Brittany Kruger (University of Minnesota, Duluth) isolated fatty acids from sediment to study terrestrial and aquatic inputs to Lake Malawi.

2011

Mara Dougherty isolated biomarkers for sulfate reducing bacteria isolated from Beaufort Sea sediments and measured their radiocarbon content.  She will use the results to shed light on the anaerobic oxidation of CH4.

2010

Brett Walker (University of California) analyzed compound classes isolated from particulate matter collected in a nearshore upwelling environment.

Ian Ball (Scripps Inst. of Oceanography) analyzed lignin phenols standards to test a method he is developing to study the radiocarbon content of lignin in oceanic DOC.

2009

Prosper Zigah (University of Minnesota) analyzed the radiocarbon content of compound classes isolated from high molecular weight DOC collected in Lake Superior.

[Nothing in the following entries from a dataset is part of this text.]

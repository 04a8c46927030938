//! Decoding of the raw multi-stride YuNet heads into face rows.
//!
//! The network predicts, for every cell of three feature maps (strides 8, 16
//! and 32 over a 32-aligned input), a class score, an objectness score, box
//! offsets and five landmark offsets. Each cell decodes to one
//! `[x, y, w, h, 10 landmark coords, score]` row.

use ndarray::Array2;

use crate::detection::domain::detection::{non_max_suppression, BoundingBox};
use crate::detection::domain::errors::DetectionError;
use crate::shared::constants::NEURAL_ROW_COLUMNS;

pub const STRIDES: [usize; 3] = [8, 16, 32];

/// Head kinds in the order they are looked up per stride.
pub const HEAD_KINDS: [&str; 4] = ["cls", "obj", "bbox", "kps"];

/// The four head outputs of one stride, flattened row-major over the cell grid.
pub struct StrideHeads<'a> {
    pub cls: &'a [f32],
    pub obj: &'a [f32],
    pub bbox: &'a [f32],
    pub kps: &'a [f32],
}

pub fn align_to(value: usize, alignment: usize) -> usize {
    value.div_ceil(alignment) * alignment
}

/// Decodes every cell whose score reaches `score_threshold`.
///
/// `padded` is the network input size `(width, height)`; both must be
/// multiples of 32.
pub fn decode_heads(
    heads: &[StrideHeads<'_>],
    padded: (usize, usize),
    score_threshold: f32,
) -> Result<Vec<[f32; NEURAL_ROW_COLUMNS]>, DetectionError> {
    if heads.len() != STRIDES.len() {
        return Err(DetectionError::Inference(format!(
            "expected {} stride groups, got {}",
            STRIDES.len(),
            heads.len()
        )));
    }
    let (pad_w, pad_h) = padded;
    if pad_w % 32 != 0 || pad_h % 32 != 0 {
        return Err(DetectionError::Inference(format!(
            "input {pad_w}x{pad_h} is not 32-aligned"
        )));
    }

    let mut rows = Vec::new();
    for (head, &stride) in heads.iter().zip(STRIDES.iter()) {
        let cols = pad_w / stride;
        let cells = cols * (pad_h / stride);
        check_len("cls", head.cls.len(), cells)?;
        check_len("obj", head.obj.len(), cells)?;
        check_len("bbox", head.bbox.len(), cells * 4)?;
        check_len("kps", head.kps.len(), cells * 10)?;

        let s = stride as f32;
        for idx in 0..cells {
            let score = (head.cls[idx].clamp(0.0, 1.0) * head.obj[idx].clamp(0.0, 1.0)).sqrt();
            if !score.is_finite() || score < score_threshold {
                continue;
            }
            let col = (idx % cols) as f32;
            let row = (idx / cols) as f32;

            let b = &head.bbox[idx * 4..idx * 4 + 4];
            let cx = (col + b[0]) * s;
            let cy = (row + b[1]) * s;
            let w = b[2].exp() * s;
            let h = b[3].exp() * s;

            let mut out = [0f32; NEURAL_ROW_COLUMNS];
            out[0] = cx - w / 2.0;
            out[1] = cy - h / 2.0;
            out[2] = w;
            out[3] = h;
            let k = &head.kps[idx * 10..idx * 10 + 10];
            for lm in 0..5 {
                out[4 + lm * 2] = (k[lm * 2] + col) * s;
                out[5 + lm * 2] = (k[lm * 2 + 1] + row) * s;
            }
            out[NEURAL_ROW_COLUMNS - 1] = score;
            rows.push(out);
        }
    }
    Ok(rows)
}

fn check_len(head: &str, actual: usize, expected: usize) -> Result<(), DetectionError> {
    if actual != expected {
        return Err(DetectionError::Inference(format!(
            "{head} head has {actual} values, expected {expected}"
        )));
    }
    Ok(())
}

/// Scales decoded rows into the caller's coordinate space, then keeps the
/// `top_k` best after non-maximum suppression.
pub fn finalize_rows(
    mut rows: Vec<[f32; NEURAL_ROW_COLUMNS]>,
    scale: (f32, f32),
    nms_threshold: f32,
    top_k: usize,
) -> Array2<f32> {
    let (sx, sy) = scale;
    for row in rows.iter_mut() {
        for i in (0..NEURAL_ROW_COLUMNS - 1).step_by(2) {
            row[i] *= sx;
            row[i + 1] *= sy;
        }
    }

    let candidates: Vec<(BoundingBox, f32)> = rows
        .iter()
        .map(|r| (BoundingBox::new(r[0], r[1], r[2], r[3]), r[NEURAL_ROW_COLUMNS - 1]))
        .collect();
    let keep = non_max_suppression(&candidates, nms_threshold, top_k);

    let mut out = Array2::<f32>::zeros((keep.len(), NEURAL_ROW_COLUMNS));
    for (dst, &src) in keep.iter().enumerate() {
        for (c, &v) in rows[src].iter().enumerate() {
            out[[dst, c]] = v;
        }
    }
    out
}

Jeff Salacup (Brown University) used compound-specific 14C-AMS analysis of sedimentary alkenones from a muddy coastal setting to constrain and reconstruct climatic events in Naragansett Bay.

2008

Andrew Kemp (University of Pennsylvania) used high precision radiocarbon measurements to date the historical onset of accelerated relative sea-level rise.

Branwen Williams (Ohio State University) measured radiocarbon in bamboo corals to study the western Pacific warm pool.

Juzhi Hou (Brown University) developed and HPLC method to isolate and measure the radiocarbon content of lignin phenols extracted from lake sediments.

2007

Haiwei Shen (GSO, University of Rhode Island) developed a method to isolate and measure the radiocarbon content of formaldehyde collected from ambient air.

Andrew Wozniak (Virginia Institute of Marine Science) used both stable and radio- carbon isotopes to characterize the total and water-soluble fractions of organic matter in aerosol samples from watersheds.